§ Exercise details: Each line from the one containing "receive buffer limit" through the end of the data below is to be output verbatim, with no lines added or left out.

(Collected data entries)
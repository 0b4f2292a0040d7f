//! A per-connection HTTP/1.1 framing engine
//!
//! This crate sits directly above a raw byte stream and turns it into a
//! sequence of request/response exchanges. It accumulates inbound bytes,
//! detects complete requests, drives a synchronous request handler, serializes
//! responses, negotiates gzip, enforces size limits and keeps connections
//! alive, with pipelined requests handled in order.
//!
//! # Features
//!
//! - Correct handling of partial reads and of several requests in one read
//! - Keep-alive connections with idle expiry decided by the owner
//! - `400 Bad Request` for malformed input, `413 Payload Too Large` for
//!   requests that outgrow the receive buffer limit
//! - `Accept-Encoding` negotiation and gzip response bodies
//! - Non-blocking: a read cycle never waits for more bytes
//! - A ready-to-use tokio TCP server
//!
//! # Example
//!
//! ```no_run
//! use bytes::Bytes;
//! use micro_http_engine::handler::make_handler;
//! use micro_http_engine::protocol::{Environment, Request, Response};
//! use micro_http_engine::server::{HttpServer, ServerConfig};
//!
//! #[tokio::main]
//! async fn main() {
//!     let handler = make_handler(|request: &Request, env: &Environment| {
//!         let body = format!("hello {} from {}\r\n", request.uri().path(), env.client_address);
//!         Response::new(Bytes::from(body))
//!     });
//!
//!     let server = HttpServer::builder()
//!         .config(ServerConfig::builder().address(([127, 0, 0, 1], 8080)).build())
//!         .handler(handler)
//!         .build()
//!         .expect("handler is set");
//!
//!     if let Err(e) = server.start().await {
//!         eprintln!("server error: {e}");
//!     }
//! }
//! ```
//!
//! # Architecture
//!
//! - [`connection`]: [`connection::HttpConnection`], the transport contract
//!   and its buffering and idle tracking
//! - [`codec`]: request decoding and response serialization
//! - [`protocol`]: request, response, decode outcome and error types, and
//!   content negotiation
//! - [`handler`]: the request handler trait
//! - [`server`]: a TCP server owning connections and evicting idle ones
//!
//! # Limitations
//!
//! - HTTP/1.0 and HTTP/1.1 only, no upgrades
//! - No TLS support (use a reverse proxy for HTTPS)
//! - Request bodies must be framed by `Content-Length`
//! - Maximum number of headers: 64

pub mod codec;
pub mod connection;
pub mod handler;
pub mod protocol;
pub mod server;

mod utils;
pub(crate) use utils::ensure;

§ Answer area:
//!   requests that outgrow the receive buffer limit
//! - `Accept-Encoding` negotiation and gzip response bodies
//! - Non-blocking: a read cycle never waits for more bytes
//! - A ready-to-use tokio TCP server
//!
//! # Example
//!
//! ```no_run
//! use bytes::Bytes;
//! use micro_http_engine::handler::make_handler;
//! use micro_http_engine::protocol::{Environment, Request, Response};
//! use micro_http_engine::server::{HttpServer, ServerConfig};
//!
//! #[tokio::main]
//! async fn main() {
//!     let handler = make_handler(|request: &Request, env: &Environment| {
//!         let body = format!("hello {} from {}\r\n", request.uri().path(), env.client_address);
//!         Response::new(Bytes::from(body))
//!     });
//!
//!     let server = HttpServer::builder()
//!         .config(ServerConfig::builder().address(([127, 0, 0, 1], 8080)).build())
//!         .handler(handler)
//!         .build()
//!         .expect("handler is set");
//!
//!     if let Err(e) = server.start().await {
//!         eprintln!("server error: {e}");
//!     }
//! }
//! ```
//!
//! # Architecture
//!
//! - [`connection`]: [`connection::HttpConnection`], the transport contract
//!   and its buffering and idle tracking
//! - [`codec`]: request decoding and response serialization
//! - [`protocol`]: request, response, decode outcome and error types, and
//!   content negotiation
//! - [`handler`]: the request handler trait
//! - [`server`]: a TCP server owning connections and evicting idle ones
//!
//! # Limitations
//!
//! - HTTP/1.0 and HTTP/1.1 only, no upgrades
//! - No TLS support (use a reverse proxy for HTTPS)
//! - Request bodies must be framed by `Content-Length`
//! - Maximum number of headers: 64

pub mod codec;
pub mod connection;
pub mod handler;
pub mod protocol;
pub mod server;

mod utils;
pub(crate) use utils::ensure;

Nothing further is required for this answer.